Ça fait une heure que Christophe attend dans le froid. Le feu n'a pas soulagé son frémissement. Il n'a pas mangé depuis des jours, et il n'a pas dormi depuis encore plus longtemps. Il n'a pas vraiment grand-chose à foutre de ce que l'homme en costume a à dire, il veut juste qu'il en finisse afin que tout cela puisse se terminer d'une façon ou d'une autre.
« Si vous êtes présents ici, » dit l'homme en costume après quelques secondes de considération, « c'est parce que vos parents vous ont vendus en l'échange de deux millions de dollars. »
Christophe s'en doutait. Sa mère et son père ont acheté une nouvelle maison juste avant que ces types le kidnappent et le fourrent lui et Owen dans un avion, puis dans un train avec tous les autres enfants pathétiques. Ils vivaient dans une misère noire en France ces dernières années, depuis que sa mère avait perdu au jeu leurs dernières économies.
Alors ils ont fini par vendre leurs propres fils.
« Nous sommes ici pour vous entraîner, » continue l'homme en costume, « à un travail trés spécifique. Nous vous entraînerons dans une école spéciale, afin que vous puissiez nous aider quand nous aurons besoin de vous. »

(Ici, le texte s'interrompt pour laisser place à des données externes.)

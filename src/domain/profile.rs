//! Child Profile
//!
//! The single child identity record. `theme_color` is the canonical theme
//! discriminator; older records stored it as `sex`, which the profile
//! repository maps on load.

use serde::{Deserialize, Serialize};

use super::theme::{resolve_theme, Theme, ThemeKind};

pub const DEFAULT_CHILD_NAME: &str = "Child";

#[derive(Debug, Clone, Default, PartialEq, Eq, Serialize, Deserialize)]
pub struct ChildProfile {
    pub name: String,
    /// Free text, as entered by the parent
    pub age: String,
    #[serde(rename = "themeColor")]
    pub theme_color: String,
}

impl ChildProfile {
    pub fn new(name: impl Into<String>, age: impl Into<String>, theme_color: impl Into<String>) -> Self {
        Self {
            name: name.into(),
            age: age.into(),
            theme_color: theme_color.into(),
        }
    }

    /// Name shown in greetings, "Child" until a parent sets one
    pub fn display_name(&self) -> &str {
        let name = self.name.trim();
        if name.is_empty() {
            DEFAULT_CHILD_NAME
        } else {
            name
        }
    }

    pub fn theme_kind(&self) -> ThemeKind {
        ThemeKind::from_discriminator(Some(self.theme_color.as_str()))
    }

    pub fn theme(&self) -> &'static Theme {
        resolve_theme(Some(self.theme_color.as_str()))
    }
}

#[cfg(test)]
mod tests {
    use super::*;
    use crate::domain::theme::{GIRL_THEME, NEUTRAL_THEME};

    #[test]
    fn test_display_name_defaults_to_child() {
        assert_eq!(ChildProfile::default().display_name(), "Child");
        assert_eq!(ChildProfile::new("  ", "4", "Boy").display_name(), "Child");
        assert_eq!(ChildProfile::new("Mia", "5", "Girl").display_name(), "Mia");
    }

    #[test]
    fn test_profile_theme() {
        assert_eq!(ChildProfile::new("Mia", "5", "Girl").theme(), &GIRL_THEME);
        assert_eq!(ChildProfile::default().theme(), &NEUTRAL_THEME);
        assert_eq!(ChildProfile::new("Sam", "6", "Boy").theme_kind(), ThemeKind::Boy);
    }

    #[test]
    fn test_profile_json_uses_theme_color_key() {
        let json = serde_json::to_value(ChildProfile::new("Mia", "5", "Girl")).unwrap();
        assert_eq!(json["themeColor"], "Girl");
        assert!(json.get("sex").is_none());
    }
}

Ça a l'air mieux que chercher son petit déjeuner au fond d'une poubelle, mais après avoir été trimballé ces derniers jours, Christophe n'est pas près de baisser la guarde. Il jette un coup d'oeil au bout du rang pour voir comment Owen tient le coup. Son frère jumeau se contente d'entourer ses bras autour de son torse et de trembler. Il a toujours été le plus fragile, Christophe devait toujours veiller sur lui.

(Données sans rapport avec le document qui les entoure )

//! Ten in the Bed
//!
//! Numbers 1–10 are dragged into a bed. Gestures are handled by the host;
//! this tracks which numbers are in, announces each drop, and notices when
//! the bed is full.

use serde::Serialize;
use std::collections::BTreeSet;
use std::ops::RangeInclusive;
use std::sync::Arc;

use crate::audio::{Speaker, SpeechOptions};
use crate::domain::{DomainError, DomainResult};

pub const BED_NUMBERS: RangeInclusive<u32> = 1..=10;

/// What a drop did
#[derive(Debug, Clone, Copy, PartialEq, Eq, Serialize)]
#[serde(rename_all = "snake_case")]
pub enum BedDrop {
    Added,
    /// Already in the bed; nothing changed
    AlreadyInBed,
    /// Added, and it was the last one
    Completed,
}

pub struct TenInBed {
    in_bed: BTreeSet<u32>,
    completed: bool,
    speaker: Arc<dyn Speaker>,
    options: SpeechOptions,
}

impl TenInBed {
    pub fn new(speaker: Arc<dyn Speaker>, options: SpeechOptions) -> Self {
        Self {
            in_bed: BTreeSet::new(),
            completed: false,
            speaker,
            options,
        }
    }

    pub fn drop_in_bed(&mut self, number: u32) -> DomainResult<BedDrop> {
        if !BED_NUMBERS.contains(&number) {
            return Err(DomainError::InvalidInput(format!(
                "{} is not a number from 1 to 10",
                number
            )));
        }
        if !self.in_bed.insert(number) {
            return Ok(BedDrop::AlreadyInBed);
        }

        self.speaker
            .speak(&format!("Number {} in the bed", number), &self.options);

        if self.in_bed.len() == BED_NUMBERS.count() {
            self.completed = true;
            log::info!("Ten in the bed completed");
            self.speaker.speak("All ten in the bed!", &self.options);
            return Ok(BedDrop::Completed);
        }
        Ok(BedDrop::Added)
    }

    /// Numbers in the bed, ascending
    pub fn in_bed(&self) -> Vec<u32> {
        self.in_bed.iter().copied().collect()
    }

    /// Numbers still waiting to be dragged in, ascending
    pub fn remaining(&self) -> Vec<u32> {
        BED_NUMBERS.filter(|n| !self.in_bed.contains(n)).collect()
    }

    pub fn is_complete(&self) -> bool {
        self.completed
    }

    pub fn reset(&mut self) {
        self.in_bed.clear();
        self.completed = false;
    }
}

#[cfg(test)]
mod tests {
    use super::*;
    use crate::audio::testing::RecordingSpeaker;

    fn game() -> (TenInBed, Arc<RecordingSpeaker>) {
        let speaker = Arc::new(RecordingSpeaker::default());
        (TenInBed::new(speaker.clone(), SpeechOptions::default()), speaker)
    }

    #[test]
    fn test_drop_announces_and_sorts() {
        let (mut bed, speaker) = game();
        assert_eq!(bed.drop_in_bed(7).unwrap(), BedDrop::Added);
        assert_eq!(bed.drop_in_bed(2).unwrap(), BedDrop::Added);

        assert_eq!(bed.in_bed(), vec![2, 7]);
        assert_eq!(bed.remaining(), vec![1, 3, 4, 5, 6, 8, 9, 10]);
        assert_eq!(speaker.spoken(), vec!["Number 7 in the bed", "Number 2 in the bed"]);
    }

    #[test]
    fn test_repeat_drop_is_silent() {
        let (mut bed, speaker) = game();
        bed.drop_in_bed(4).unwrap();
        assert_eq!(bed.drop_in_bed(4).unwrap(), BedDrop::AlreadyInBed);
        assert_eq!(speaker.spoken().len(), 1);
    }

    #[test]
    fn test_out_of_range_rejected() {
        let (mut bed, speaker) = game();
        assert!(bed.drop_in_bed(0).is_err());
        assert!(bed.drop_in_bed(11).is_err());
        assert!(bed.in_bed().is_empty());
        assert!(speaker.spoken().is_empty());
    }

    #[test]
    fn test_all_ten_completes() {
        let (mut bed, speaker) = game();
        for n in (2..=10).rev() {
            assert_eq!(bed.drop_in_bed(n).unwrap(), BedDrop::Added);
        }
        assert!(!bed.is_complete());

        assert_eq!(bed.drop_in_bed(1).unwrap(), BedDrop::Completed);
        assert!(bed.is_complete());
        assert!(bed.remaining().is_empty());
        assert_eq!(speaker.last().as_deref(), Some("All ten in the bed!"));

        bed.reset();
        assert!(!bed.is_complete());
        assert_eq!(bed.remaining().len(), 10);
    }
}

« Malheureusement— » L'homme s'interrompt et prend une seconde le temps d'examiner chacun des enfants. « Nous n'avons besoin que de dix d'entre vous. Les trente autres nous sont inutiles. Nous allons décider maintenant lesquels nous allons garder. »
« Comment— » commence un petit garçon. Les soldats se tournent vers lui et le petit garçon se fige.

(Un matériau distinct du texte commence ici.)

//! Child Profile Repository
//!
//! Stored as `{ name, age, themeColor }`. Records written before the theme
//! discriminator was renamed carry `sex` instead; both are read here so
//! nothing above this layer sees the old name.

use serde_json::Value;
use std::sync::Arc;

use super::traits::KeyValueStore;
use crate::domain::{ChildProfile, DomainResult};

pub const PROFILE_KEY: &str = "childProfile";

/// Parse a stored profile record, `None` when unreadable
pub fn profile_from_record(raw: &str) -> Option<ChildProfile> {
    let record = match serde_json::from_str::<Value>(raw) {
        Ok(record) if record.is_object() => record,
        Ok(_) => {
            log::warn!("Stored profile is not an object, ignoring it");
            return None;
        }
        Err(e) => {
            log::warn!("Unreadable stored profile, ignoring it: {}", e);
            return None;
        }
    };

    let field = |key: &str| -> Option<String> {
        match record.get(key)? {
            Value::String(s) => Some(s.clone()),
            Value::Number(n) => Some(n.to_string()),
            _ => None,
        }
    };

    let theme_color = field("themeColor")
        .filter(|s| !s.is_empty())
        .or_else(|| field("sex"))
        .unwrap_or_default();

    Some(ChildProfile {
        name: field("name").unwrap_or_default(),
        age: field("age").unwrap_or_default(),
        theme_color,
    })
}

#[derive(Clone)]
pub struct ProfileRepository {
    kv: Arc<dyn KeyValueStore>,
}

impl ProfileRepository {
    pub fn new(kv: Arc<dyn KeyValueStore>) -> Self {
        Self { kv }
    }

    /// The stored profile, `None` if there is none or it cannot be read
    pub async fn load(&self) -> DomainResult<Option<ChildProfile>> {
        let raw = self.kv.get(PROFILE_KEY).await?;
        Ok(raw.as_deref().and_then(profile_from_record))
    }

    /// Write the profile in canonical form
    pub async fn save(&self, profile: &ChildProfile) -> DomainResult<()> {
        let record = serde_json::to_string(profile)?;
        self.kv.set(PROFILE_KEY, &record).await
    }
}

#[cfg(test)]
mod tests {
    use super::*;
    use crate::repository::InMemoryKvStore;

    #[test]
    fn test_legacy_sex_field_maps_to_theme_color() {
        let profile = profile_from_record(r#"{"name": "Sam", "age": "6", "sex": "Boy"}"#).unwrap();
        assert_eq!(profile, ChildProfile::new("Sam", "6", "Boy"));
    }

    #[test]
    fn test_theme_color_wins_over_sex() {
        let profile = profile_from_record(r#"{"name": "Sam", "sex": "Boy", "themeColor": "Girl"}"#).unwrap();
        assert_eq!(profile.theme_color, "Girl");

        let profile = profile_from_record(r#"{"name": "Sam", "sex": "Boy", "themeColor": ""}"#).unwrap();
        assert_eq!(profile.theme_color, "Boy");
    }

    #[test]
    fn test_lenient_fields() {
        let profile = profile_from_record(r#"{"name": "Ava", "age": 4}"#).unwrap();
        assert_eq!(profile.age, "4");
        assert_eq!(profile.theme_color, "");
    }

    #[test]
    fn test_unreadable_records() {
        assert_eq!(profile_from_record("nope"), None);
        assert_eq!(profile_from_record(r#"["Sam"]"#), None);
    }

    #[tokio::test]
    async fn test_save_writes_canonical_layout() {
        let kv = Arc::new(InMemoryKvStore::with_entries([(
            PROFILE_KEY,
            r#"{"name": "Sam", "age": "6", "sex": "Boy"}"#,
        )]));
        let repo = ProfileRepository::new(kv.clone());

        let profile = repo.load().await.unwrap().unwrap();
        repo.save(&profile).await.unwrap();

        let raw = kv.get(PROFILE_KEY).await.unwrap().unwrap();
        let stored: Value = serde_json::from_str(&raw).unwrap();
        assert_eq!(stored["themeColor"], "Boy");
        assert!(stored.get("sex").is_none());
    }

    #[tokio::test]
    async fn test_missing_profile() {
        let repo = ProfileRepository::new(Arc::new(InMemoryKvStore::new()));
        assert_eq!(repo.load().await.unwrap(), None);
    }
}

« Abrutis, » marmonne une fille hispanique quelques personnes après Christophe. « Pourquoi ils en ont acheté quarante alors qu'ils n'avaient besoin que de dix d'entre nous? »
L'homme au costume l'entend. « Les trente autres serviront d'exemple, » dit-il.
« ¿Para qué? » crache la petite fille.
Tout au bout de la ligne, environ 5 enfants avant Christophe, se trouve une petite fille dans une robe décorée de tournesols et pourvue de couettes blondes et miteuses. Des larmes coulent le long de ses joues. Elle tremble.
L'homme au costume s'accroupit devant elle. « Comment tu t'appelles, ma puce? » demande-t-il.
« Mandy, » répond-elle en chuchotant. « Je veux ma maman. Je la veux. Je la veux vr— »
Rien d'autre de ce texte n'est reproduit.